## YOUR GOAL:
For the records below, say how many lines contain the string "when". Give no other text.

## Records drawn from a dataset:
────────────────────
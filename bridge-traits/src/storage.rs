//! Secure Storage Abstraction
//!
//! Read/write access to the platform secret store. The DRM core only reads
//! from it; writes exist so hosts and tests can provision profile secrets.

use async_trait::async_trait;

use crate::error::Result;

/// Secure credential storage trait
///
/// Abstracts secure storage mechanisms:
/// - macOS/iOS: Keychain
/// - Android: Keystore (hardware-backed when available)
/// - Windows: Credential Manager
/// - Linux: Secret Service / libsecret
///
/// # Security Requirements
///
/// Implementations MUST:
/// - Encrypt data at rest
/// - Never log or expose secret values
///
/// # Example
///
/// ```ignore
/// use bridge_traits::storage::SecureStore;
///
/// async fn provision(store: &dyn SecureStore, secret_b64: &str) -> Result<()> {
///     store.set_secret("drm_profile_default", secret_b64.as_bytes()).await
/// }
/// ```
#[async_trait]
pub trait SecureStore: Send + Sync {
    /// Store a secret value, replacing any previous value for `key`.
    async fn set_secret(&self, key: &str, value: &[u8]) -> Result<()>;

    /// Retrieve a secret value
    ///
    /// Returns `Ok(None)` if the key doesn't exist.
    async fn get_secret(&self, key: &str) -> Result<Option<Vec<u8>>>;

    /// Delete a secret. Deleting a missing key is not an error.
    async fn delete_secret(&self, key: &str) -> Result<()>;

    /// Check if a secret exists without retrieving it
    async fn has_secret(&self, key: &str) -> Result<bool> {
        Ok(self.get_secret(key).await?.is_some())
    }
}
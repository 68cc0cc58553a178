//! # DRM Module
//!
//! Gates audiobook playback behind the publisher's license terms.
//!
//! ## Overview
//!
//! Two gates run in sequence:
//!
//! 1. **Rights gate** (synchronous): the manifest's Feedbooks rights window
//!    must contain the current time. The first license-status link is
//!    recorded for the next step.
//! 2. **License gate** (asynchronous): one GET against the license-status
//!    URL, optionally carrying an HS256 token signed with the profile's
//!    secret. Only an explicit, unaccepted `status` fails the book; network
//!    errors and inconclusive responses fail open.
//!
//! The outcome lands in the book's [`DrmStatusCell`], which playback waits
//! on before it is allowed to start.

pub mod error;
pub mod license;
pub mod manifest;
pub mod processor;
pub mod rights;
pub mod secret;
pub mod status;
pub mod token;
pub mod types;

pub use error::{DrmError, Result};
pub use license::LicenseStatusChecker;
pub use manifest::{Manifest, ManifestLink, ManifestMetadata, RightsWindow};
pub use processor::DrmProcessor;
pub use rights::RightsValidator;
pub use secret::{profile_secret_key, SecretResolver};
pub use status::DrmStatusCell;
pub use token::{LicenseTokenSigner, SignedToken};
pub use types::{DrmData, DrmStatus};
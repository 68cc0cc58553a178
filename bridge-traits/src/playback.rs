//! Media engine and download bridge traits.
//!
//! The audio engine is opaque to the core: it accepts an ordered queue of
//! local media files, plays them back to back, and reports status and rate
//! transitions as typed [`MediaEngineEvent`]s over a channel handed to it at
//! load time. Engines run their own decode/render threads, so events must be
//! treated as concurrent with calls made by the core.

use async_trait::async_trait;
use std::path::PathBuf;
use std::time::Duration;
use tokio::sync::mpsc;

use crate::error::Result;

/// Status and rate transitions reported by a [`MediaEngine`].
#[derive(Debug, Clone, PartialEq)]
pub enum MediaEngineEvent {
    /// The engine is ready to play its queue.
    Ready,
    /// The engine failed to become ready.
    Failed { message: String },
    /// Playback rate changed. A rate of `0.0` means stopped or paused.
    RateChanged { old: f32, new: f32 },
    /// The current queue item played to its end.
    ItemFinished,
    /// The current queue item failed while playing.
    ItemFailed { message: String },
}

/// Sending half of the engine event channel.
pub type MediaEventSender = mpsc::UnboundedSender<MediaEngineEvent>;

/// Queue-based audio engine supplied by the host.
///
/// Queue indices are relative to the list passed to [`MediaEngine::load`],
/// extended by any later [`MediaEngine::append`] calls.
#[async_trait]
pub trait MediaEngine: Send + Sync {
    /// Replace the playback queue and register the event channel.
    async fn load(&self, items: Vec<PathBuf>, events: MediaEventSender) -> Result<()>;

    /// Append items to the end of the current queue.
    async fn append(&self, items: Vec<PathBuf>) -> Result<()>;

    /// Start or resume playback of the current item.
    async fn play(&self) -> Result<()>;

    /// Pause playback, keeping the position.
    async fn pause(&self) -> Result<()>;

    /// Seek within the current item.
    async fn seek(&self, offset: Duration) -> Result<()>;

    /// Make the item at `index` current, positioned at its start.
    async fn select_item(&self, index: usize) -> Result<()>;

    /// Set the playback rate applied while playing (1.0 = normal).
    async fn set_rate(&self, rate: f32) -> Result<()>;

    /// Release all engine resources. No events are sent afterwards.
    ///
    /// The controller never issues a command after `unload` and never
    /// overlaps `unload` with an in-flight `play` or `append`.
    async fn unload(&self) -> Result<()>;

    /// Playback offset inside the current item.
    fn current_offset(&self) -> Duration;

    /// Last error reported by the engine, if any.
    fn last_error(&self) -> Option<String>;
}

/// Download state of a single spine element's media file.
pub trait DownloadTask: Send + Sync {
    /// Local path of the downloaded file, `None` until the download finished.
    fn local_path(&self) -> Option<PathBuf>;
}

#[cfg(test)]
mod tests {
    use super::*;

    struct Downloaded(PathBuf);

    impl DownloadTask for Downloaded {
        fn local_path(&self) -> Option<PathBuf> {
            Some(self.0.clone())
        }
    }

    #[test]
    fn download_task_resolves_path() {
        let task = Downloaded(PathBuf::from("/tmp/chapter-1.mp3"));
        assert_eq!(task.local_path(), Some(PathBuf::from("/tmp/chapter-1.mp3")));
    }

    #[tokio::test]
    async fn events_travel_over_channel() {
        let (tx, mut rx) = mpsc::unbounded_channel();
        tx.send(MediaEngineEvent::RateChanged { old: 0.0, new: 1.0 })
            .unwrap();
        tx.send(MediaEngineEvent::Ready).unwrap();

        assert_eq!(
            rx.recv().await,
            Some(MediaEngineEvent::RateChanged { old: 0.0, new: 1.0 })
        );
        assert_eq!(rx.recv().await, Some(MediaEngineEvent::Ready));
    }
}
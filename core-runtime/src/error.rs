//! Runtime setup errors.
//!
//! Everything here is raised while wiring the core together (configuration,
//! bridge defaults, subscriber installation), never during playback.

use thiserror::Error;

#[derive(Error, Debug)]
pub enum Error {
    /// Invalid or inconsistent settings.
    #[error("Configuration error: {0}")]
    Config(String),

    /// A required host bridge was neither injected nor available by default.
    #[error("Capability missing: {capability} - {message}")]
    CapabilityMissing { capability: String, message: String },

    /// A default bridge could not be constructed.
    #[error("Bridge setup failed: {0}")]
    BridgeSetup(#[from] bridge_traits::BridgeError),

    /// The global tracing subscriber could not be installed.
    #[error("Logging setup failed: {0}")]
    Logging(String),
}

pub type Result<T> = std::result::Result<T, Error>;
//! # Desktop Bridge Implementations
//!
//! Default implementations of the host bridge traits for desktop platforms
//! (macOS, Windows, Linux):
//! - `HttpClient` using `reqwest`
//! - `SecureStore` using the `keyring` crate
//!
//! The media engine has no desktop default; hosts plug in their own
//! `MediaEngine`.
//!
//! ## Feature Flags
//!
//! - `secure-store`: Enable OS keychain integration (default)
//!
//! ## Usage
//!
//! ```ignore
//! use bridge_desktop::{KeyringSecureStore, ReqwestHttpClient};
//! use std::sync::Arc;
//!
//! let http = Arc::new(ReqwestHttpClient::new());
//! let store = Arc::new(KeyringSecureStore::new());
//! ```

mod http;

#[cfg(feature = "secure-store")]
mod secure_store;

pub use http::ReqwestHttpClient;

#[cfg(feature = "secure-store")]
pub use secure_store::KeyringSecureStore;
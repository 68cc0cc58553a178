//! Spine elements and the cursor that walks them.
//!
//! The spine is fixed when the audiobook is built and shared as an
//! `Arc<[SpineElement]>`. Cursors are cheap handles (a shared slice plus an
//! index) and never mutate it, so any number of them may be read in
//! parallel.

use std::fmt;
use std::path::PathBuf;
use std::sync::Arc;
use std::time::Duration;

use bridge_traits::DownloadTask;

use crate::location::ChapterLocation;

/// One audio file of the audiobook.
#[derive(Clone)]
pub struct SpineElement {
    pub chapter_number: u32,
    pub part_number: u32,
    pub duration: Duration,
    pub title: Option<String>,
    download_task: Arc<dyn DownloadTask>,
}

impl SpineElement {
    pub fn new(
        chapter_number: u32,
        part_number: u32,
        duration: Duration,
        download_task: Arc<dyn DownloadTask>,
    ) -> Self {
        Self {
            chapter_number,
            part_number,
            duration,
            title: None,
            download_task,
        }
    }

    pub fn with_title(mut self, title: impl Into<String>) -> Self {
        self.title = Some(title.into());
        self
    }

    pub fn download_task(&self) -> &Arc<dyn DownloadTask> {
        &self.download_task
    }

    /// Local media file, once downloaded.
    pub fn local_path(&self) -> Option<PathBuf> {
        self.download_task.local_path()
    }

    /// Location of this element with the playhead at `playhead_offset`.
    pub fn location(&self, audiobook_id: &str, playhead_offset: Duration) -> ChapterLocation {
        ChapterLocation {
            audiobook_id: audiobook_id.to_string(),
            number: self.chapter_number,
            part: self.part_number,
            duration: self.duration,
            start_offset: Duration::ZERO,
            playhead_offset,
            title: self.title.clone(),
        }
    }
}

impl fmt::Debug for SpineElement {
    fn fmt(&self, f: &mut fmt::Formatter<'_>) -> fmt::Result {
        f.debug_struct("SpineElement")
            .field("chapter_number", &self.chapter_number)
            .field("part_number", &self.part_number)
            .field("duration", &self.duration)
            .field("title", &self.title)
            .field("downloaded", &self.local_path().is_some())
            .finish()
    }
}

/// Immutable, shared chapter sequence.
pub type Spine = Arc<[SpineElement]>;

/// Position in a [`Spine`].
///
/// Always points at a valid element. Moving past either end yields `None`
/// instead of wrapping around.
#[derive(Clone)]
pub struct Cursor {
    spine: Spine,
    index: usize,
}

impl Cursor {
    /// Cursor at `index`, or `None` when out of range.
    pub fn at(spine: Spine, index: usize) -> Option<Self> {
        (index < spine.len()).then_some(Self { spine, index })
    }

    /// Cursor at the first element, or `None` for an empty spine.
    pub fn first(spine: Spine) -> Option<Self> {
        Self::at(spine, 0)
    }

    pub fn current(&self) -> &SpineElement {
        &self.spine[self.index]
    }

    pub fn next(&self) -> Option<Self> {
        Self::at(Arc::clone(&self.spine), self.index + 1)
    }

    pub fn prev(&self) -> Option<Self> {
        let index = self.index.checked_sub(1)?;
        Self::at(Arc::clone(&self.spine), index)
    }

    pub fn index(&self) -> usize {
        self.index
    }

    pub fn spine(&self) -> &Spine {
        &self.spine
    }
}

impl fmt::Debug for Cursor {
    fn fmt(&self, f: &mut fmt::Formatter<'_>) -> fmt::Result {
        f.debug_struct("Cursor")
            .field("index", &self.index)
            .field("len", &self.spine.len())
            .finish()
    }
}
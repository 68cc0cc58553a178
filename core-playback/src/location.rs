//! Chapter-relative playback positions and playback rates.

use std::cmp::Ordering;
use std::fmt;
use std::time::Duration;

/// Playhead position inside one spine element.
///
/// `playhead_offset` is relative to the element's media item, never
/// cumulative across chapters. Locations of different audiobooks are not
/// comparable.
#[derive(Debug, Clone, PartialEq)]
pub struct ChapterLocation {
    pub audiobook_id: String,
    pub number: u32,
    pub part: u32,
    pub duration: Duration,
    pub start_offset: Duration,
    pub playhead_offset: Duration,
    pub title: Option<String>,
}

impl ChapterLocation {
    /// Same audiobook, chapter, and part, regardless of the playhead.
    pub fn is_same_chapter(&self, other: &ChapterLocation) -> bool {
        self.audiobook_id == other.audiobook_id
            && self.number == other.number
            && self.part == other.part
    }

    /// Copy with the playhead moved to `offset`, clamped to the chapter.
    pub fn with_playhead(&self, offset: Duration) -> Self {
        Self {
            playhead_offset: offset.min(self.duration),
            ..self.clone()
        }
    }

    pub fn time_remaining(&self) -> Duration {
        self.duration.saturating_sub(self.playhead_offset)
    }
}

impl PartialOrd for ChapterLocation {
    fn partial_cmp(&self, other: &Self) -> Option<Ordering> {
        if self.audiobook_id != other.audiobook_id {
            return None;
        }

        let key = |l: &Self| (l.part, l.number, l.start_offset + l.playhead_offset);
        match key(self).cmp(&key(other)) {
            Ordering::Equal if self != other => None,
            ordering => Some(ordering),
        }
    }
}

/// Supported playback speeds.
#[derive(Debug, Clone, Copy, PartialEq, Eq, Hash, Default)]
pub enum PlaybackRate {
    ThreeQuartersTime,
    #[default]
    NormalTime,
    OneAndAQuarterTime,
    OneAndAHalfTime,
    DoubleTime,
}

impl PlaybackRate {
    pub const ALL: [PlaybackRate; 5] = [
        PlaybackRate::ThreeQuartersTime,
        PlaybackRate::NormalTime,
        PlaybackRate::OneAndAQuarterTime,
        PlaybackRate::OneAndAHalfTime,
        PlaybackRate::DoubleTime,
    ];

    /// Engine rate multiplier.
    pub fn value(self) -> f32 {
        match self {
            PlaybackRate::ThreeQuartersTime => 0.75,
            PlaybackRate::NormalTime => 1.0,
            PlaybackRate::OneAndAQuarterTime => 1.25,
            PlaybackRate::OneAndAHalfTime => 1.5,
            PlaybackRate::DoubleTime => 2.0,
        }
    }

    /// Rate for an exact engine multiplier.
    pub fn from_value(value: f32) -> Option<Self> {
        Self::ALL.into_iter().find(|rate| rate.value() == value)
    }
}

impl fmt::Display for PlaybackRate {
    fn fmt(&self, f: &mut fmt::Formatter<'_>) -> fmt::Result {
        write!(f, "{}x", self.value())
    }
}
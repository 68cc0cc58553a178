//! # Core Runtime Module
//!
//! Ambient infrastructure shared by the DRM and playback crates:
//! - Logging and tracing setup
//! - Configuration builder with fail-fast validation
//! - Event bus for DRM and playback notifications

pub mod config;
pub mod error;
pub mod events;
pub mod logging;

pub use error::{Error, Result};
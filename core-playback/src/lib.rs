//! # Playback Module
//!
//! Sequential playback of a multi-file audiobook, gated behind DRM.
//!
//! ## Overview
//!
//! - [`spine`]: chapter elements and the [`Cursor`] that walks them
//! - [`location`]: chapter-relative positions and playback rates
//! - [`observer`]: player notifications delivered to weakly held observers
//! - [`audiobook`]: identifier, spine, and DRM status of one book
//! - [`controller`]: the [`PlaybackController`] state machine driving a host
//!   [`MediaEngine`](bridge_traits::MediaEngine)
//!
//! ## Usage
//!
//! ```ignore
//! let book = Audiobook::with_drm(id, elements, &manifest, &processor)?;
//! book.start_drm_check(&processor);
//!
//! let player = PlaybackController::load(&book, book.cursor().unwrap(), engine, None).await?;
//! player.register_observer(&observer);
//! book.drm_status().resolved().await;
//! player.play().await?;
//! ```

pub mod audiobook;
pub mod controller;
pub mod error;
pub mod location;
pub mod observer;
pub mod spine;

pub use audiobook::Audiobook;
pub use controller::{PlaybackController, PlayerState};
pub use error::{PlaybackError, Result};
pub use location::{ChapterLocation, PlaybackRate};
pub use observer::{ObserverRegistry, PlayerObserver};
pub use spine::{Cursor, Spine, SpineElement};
────────────────────
## REPLY TO THE TASK:
3